While the article is not about student debt, it does add background context to student debt issues.Mr. Welbanks, an authority on debt in Canada, has a bio at the end of this article (Part Two).

 

                              Toxic Assets, The Family Home and Credit

 

by Douglas P. Welbanks

May 29th, 2009

Wikipedia defines toxic assets as ‘ a nontechnical term used to describe certain financial assets when their value has fallen significantly and when there is no longer a functioning market for these assets, so that they cannot be reasonably sold. ’’

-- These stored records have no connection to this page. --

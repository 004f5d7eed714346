//! Parallel processing utilities.
//!
//! Provides conditional parallel iteration based on configuration
//! and collection size. Uses rayon when the `parallel` feature is enabled.

use crate::types::EngineConfig;

/// Maps a function over items, conditionally using parallel iteration.
///
/// Uses parallel iteration when:
/// - The `parallel` feature is enabled
/// - `config.parallel` is true
/// - The collection size reaches `config.parallel_threshold`
///
/// Output order always matches input order.
///
/// # Example
///
/// ```ignore
/// let results = maybe_parallel_map(&rates, &config, |rf| optimizer.optimize(mu, cov, *rf, mode));
/// ```
#[allow(unused_variables)]
pub fn maybe_parallel_map<T, U, F>(items: &[T], config: &EngineConfig, f: F) -> Vec<U>
where
    T: Sync,
    U: Send,
    F: Fn(&T) -> U + Sync + Send,
{
    #[cfg(feature = "parallel")]
    {
        use rayon::prelude::*;
        if config.should_parallelize(items.len()) {
            return items.par_iter().map(f).collect();
        }
    }

    items.iter().map(f).collect()
}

Great media attention has been placed on toxic assets. So much so they have assumed the inflated role of causing the financial collapse in the US and the global recession. It is somewhat baffling that hardly anything has been said about the millions of debtors who are stuck up to their depreciated assets in what may be appropriately described as toxic debt.

One reason for this may be the focus on investor losses, high risk bonds, overzealous speculation, and the gratuitous lending practices of a wide spectrum of financial institutions (including Canadian banks) that brought the toxic realities of debt to the forefront. Something urgent had to be done to prevent the collapse of the American financial system. Generous rescue packages for lenders and a long list of financial groups were legislated and duly presented to the wounded financial giants of American finance, including General Motors and Chrysler. Occasionally, some faint reference could be heard about people, real wage-earners with families, losing their homes and how something should be done ‘to help these poor people.’

The spectre of families losing their homes is frightening. A family home normally qualifies as the largest and most significant family asset of all. Purchasing a home has a long historical past as a fundamental financial planning concept. Statistics Canada reported in a 2006 that the single most important asset for Canadians was their principal residence, which accounted for one-third of the $5.6-trillion total. The prospect of losing this central family asset contradicts the philosophy, the great promise of the ownership of private property for middle and lower income groups. The family home is at the centre of their financial universe and it is no less catastrophic for their world to collapse due to forces beyond their control, ability to plan for and ultimately to recover from.

When the credit crunch first arrived in the US in 2008 a cavalier attitude was prevalent with many commentators and pundits. They criticized and ridiculed the stupid lenders who lent to all of these unworthy, tainted borrowers who should never have been lent the money to start with. Soon after, ‘toxic assets’ became a convenient label used to leave the less than favourable impression that this was some sort of rare disease that government should fix. If you were a lender and had a toxic asset, you should try and get rid of it. Meanwhile, very little was said about job loss, the mass devaluation of middle class families’ single biggest asset, or that the wage-earning debtor was not stupid or financially irresponsible.

Today, the casualties of a deep, global recession are more conspicuous particularly
with respect to job loss in the auto sector and how this will effect a co-mingled network
of numerous, subsidiary business interests. However, only their status as workers is
highlighted. Very little is said about their role as debtors.

Over the last thirty-five years it has become commonplace to avoid public attention
to debtors and the consistent, unstoppable dependency of individuals and families upon
credit. In Canada individuals and families have been sinking into a troublesome morass
of debt for the last 35 years as the following chart illustrates:

Consumer Credit (excluding Mortgages) Statistics; source: Bank of Canada

1975 $23-billion
1985 $58-billion
1990 $98-billion
1995 $116-billion
2000 $187-billion
March 2009 $ 416-Bllion

There is much more than a mortgage payment on the list of family bills. It’s not
quite so simple to narrow everything down to toxic assets either.

In the same report in 2005 Statistics Canada categorized the debt loads/increases of
Canadians as follows:

Between 1999 and 2005

Total debt in Canada increased by 47.5%. This was largely due to two factors: the
increase in the cost of purchasing a home and the increase in the proportion of
families who owned a home with a mortgage.